Foreign Exchange Markets (FOREX)

  • Overview:

    • The largest financial market globally, with over $5 trillion exchanged daily.

    • Daily trades in stock markets are valued at approximately $84 billion.

  • Participants:

    • Banks, central banks, investment managers, multinational corporations, individual investors.

  • Trading Activities:

    • Direct purchase of goods/services in other countries.

    • Direct or portfolio investments in foreign countries.

Market Equilibrium

  • Determination of Exchange Rate:

    • Exchange rate in the market is set where supply equals demand.

    • Equal opposite reactions in the demand-supply relationship.

Factors Impacting Demand for CAD

  1. Exports Demand:

    • Reduced exports lower demand for CAD due to decreased trading activity.

    • Tariffs can negatively impact CAD by causing decreased exports.

  2. Interest Rates:

    • Canadian interest rates compared to foreign ones affect demand.

    • Higher foreign rates attract investments, increasing demand for CAD as foreign investors seek bonds.

  3. Inflation Rate:

    • Higher Canadian inflation reduces purchasing power, leading to decreased demand for CAD.

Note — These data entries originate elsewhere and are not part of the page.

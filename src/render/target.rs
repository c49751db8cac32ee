//! Drawing contexts the rasterizer plots into.

use crate::geometry::Point;

/// Anything that can plot a single pixel.
///
/// The target owns the drawing state (color, blending, clipping); the
/// rasterizer only decides *which* pixels to plot. Implementations decide for
/// themselves what to do with points that fall outside their surface.
pub trait PlotTarget {
    /// Plot one pixel with the target's current drawing state.
    fn plot(&mut self, point: Point);
}

/// Records every plotted point, in order, without clipping.
impl PlotTarget for Vec<Point> {
    fn plot(&mut self, point: Point) {
        self.push(point);
    }
}

impl<T: PlotTarget + ?Sized> PlotTarget for &mut T {
    fn plot(&mut self, point: Point) {
        (**self).plot(point);
    }
}

impl<T: PlotTarget + ?Sized> PlotTarget for Box<T> {
    fn plot(&mut self, point: Point) {
        (**self).plot(point);
    }
}

#[cfg(test)]
mod tests {
    use super::*;

    #[test]
    fn test_vec_records_in_order() {
        let mut points = Vec::new();
        points.plot(Point::new(1, 2));
        points.plot(Point::new(-3, 4));
        assert_eq!(points, vec![Point::new(1, 2), Point::new(-3, 4)]);
    }

    #[test]
    fn test_boxed_target() {
        let mut boxed: Box<Vec<Point>> = Box::default();
        boxed.plot(Point::ORIGIN);
        assert_eq!(boxed.len(), 1);
    }
}
//! Output encoders (PNG, terminal).

mod png_encoder;
mod terminal;

pub use png_encoder::PngEncoder;
pub use terminal::{TerminalEncoder, TerminalMode};
//! line-demo - draw a random Bresenham line with marked endpoints.
//!
//! Picks two endpoints inside the padded surface (or takes them from the
//! command line), marks the start red and the end green, draws the line in
//! white on black and writes the frame as PNG and/or terminal text.

#![cfg_attr(test, allow(clippy::unwrap_used))]

use std::path::PathBuf;
use std::process::ExitCode;

use anyhow::{Context, Result};
use clap::Parser;
use rand::rngs::StdRng;
use rand::SeedableRng;

use bresenham_line::config::DemoConfig;
use bresenham_line::geometry::{LineSegment, Point};
use bresenham_line::output::{PngEncoder, TerminalEncoder, TerminalMode};
use bresenham_line::scene::Scene;

/// Draw a random Bresenham line with marked endpoints
#[derive(Parser, Debug)]
#[command(name = "line-demo")]
#[command(version)]
#[command(about = "Draw a Bresenham line with marked endpoints", long_about = None)]
struct Cli {
    /// Config file path (default: <config dir>/bresenham-line/config.yaml)
    #[arg(short, long)]
    config: Option<PathBuf>,

    /// Seed for reproducible random endpoints
    #[arg(long)]
    seed: Option<u64>,

    /// Start point as X,Y (random when omitted)
    #[arg(long, value_parser = parse_point, requires = "to", allow_hyphen_values = true)]
    from: Option<Point>,

    /// End point as X,Y (random when omitted)
    #[arg(long, value_parser = parse_point, requires = "from", allow_hyphen_values = true)]
    to: Option<Point>,

    /// Surface width, overrides the config file
    #[arg(long)]
    width: Option<u32>,

    /// Surface height, overrides the config file
    #[arg(long)]
    height: Option<u32>,

    /// Write the frame to a PNG file
    #[arg(short, long)]
    output: Option<PathBuf>,

    /// Print the frame to the terminal (default when no --output is given)
    #[arg(short, long)]
    terminal: bool,

    /// Use 24-bit ANSI colors for terminal output
    #[arg(long)]
    ansi: bool,

    /// Terminal output width in characters
    #[arg(long, default_value = "80")]
    columns: u32,

    /// Increase log verbosity (-v debug, -vv trace)
    #[arg(short, long, action = clap::ArgAction::Count)]
    verbose: u8,
}

fn parse_point(s: &str) -> std::result::Result<Point, String> {
    s.parse::<Point>().map_err(|e| e.to_string())
}

fn load_config(cli: &Cli) -> Result<DemoConfig> {
    let mut config = match &cli.config {
        Some(path) => DemoConfig::load(path)
            .with_context(|| format!("failed to load config {}", path.display()))?,
        None => DemoConfig::default_path().map(DemoConfig::load_or_default).unwrap_or_default(),
    };

    if let Some(width) = cli.width {
        config.width = width;
    }
    if let Some(height) = cli.height {
        config.height = height;
    }
    config.validate()?;

    Ok(config)
}

fn run(cli: &Cli) -> Result<()> {
    let config = load_config(cli)?;

    let scene = match (cli.from, cli.to) {
        (Some(from), Some(to)) => Scene::new(LineSegment::new(from, to)),
        _ => match cli.seed {
            Some(seed) => Scene::random(&config, &mut StdRng::seed_from_u64(seed)),
            None => Scene::random(&config, &mut rand::thread_rng()),
        },
    };

    println!("{scene}");

    let fb = scene.render(&config).context("failed to create framebuffer")?;

    if let Some(path) = &cli.output {
        PngEncoder::write_to_file(&fb, path)
            .with_context(|| format!("failed to write {}", path.display()))?;
        log::info!("wrote {}", path.display());
    }

    if cli.terminal || cli.output.is_none() {
        let mode = if cli.ansi { TerminalMode::AnsiTrueColor } else { TerminalMode::Ascii };
        TerminalEncoder::new().mode(mode).width(cli.columns).print(&fb);
    }

    Ok(())
}

fn main() -> ExitCode {
    let cli = Cli::parse();

    let level = match cli.verbose {
        0 => "warn",
        1 => "debug",
        _ => "trace",
    };
    env_logger::Builder::from_env(env_logger::Env::default().default_filter_or(level)).init();

    match run(&cli) {
        Ok(()) => ExitCode::SUCCESS,
        Err(e) => {
            eprintln!("Error: {e:#}");
            ExitCode::FAILURE
        }
    }
}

  4. Rate of Return on Canadian Assets:

    • A higher return on Canadian stocks and housing may increase demand for CAD.

  5. Expected Future Exchange Rate:

    • Anticipating the currency's appreciation leads to increased current demand to avoid future costs.

Factors Affecting Supply of CAD

  1. Demand for Imports: Increased demand for imports decreases supply of CAD.

  2. Interest Rates:

    • Higher foreign yields decrease demand for CAD.

  3. Inflation Rate:

    • Similar effects as above apply to supply.

  4. Rate of Return of Canadian Assets: Higher returns abroad can decrease CAD supply.

  5. Expected Future Exchange Rate:

    • Similar expectations influence supply decisions.

Economic Insights

  • Current Trends: CAD has depreciated by 7% since September.

    • Impacts include decreased US demand for Canadian goods, which affects CAD negatively.

    • A weaker dollar facilitates exports but makes imports expensive.

    • CAD depreciation can increase vulnerability of Canadian companies to foreign takeovers.

  • Tariff Impacts: Tariffs on US imports increase costs, leading to a leftward shift in the SRAS curve and potential decline in GDP.

  • Fiscal Policies: Canadian fiscal policy has struggled, particularly regarding timing of interventions and their implications for national debt and future taxation.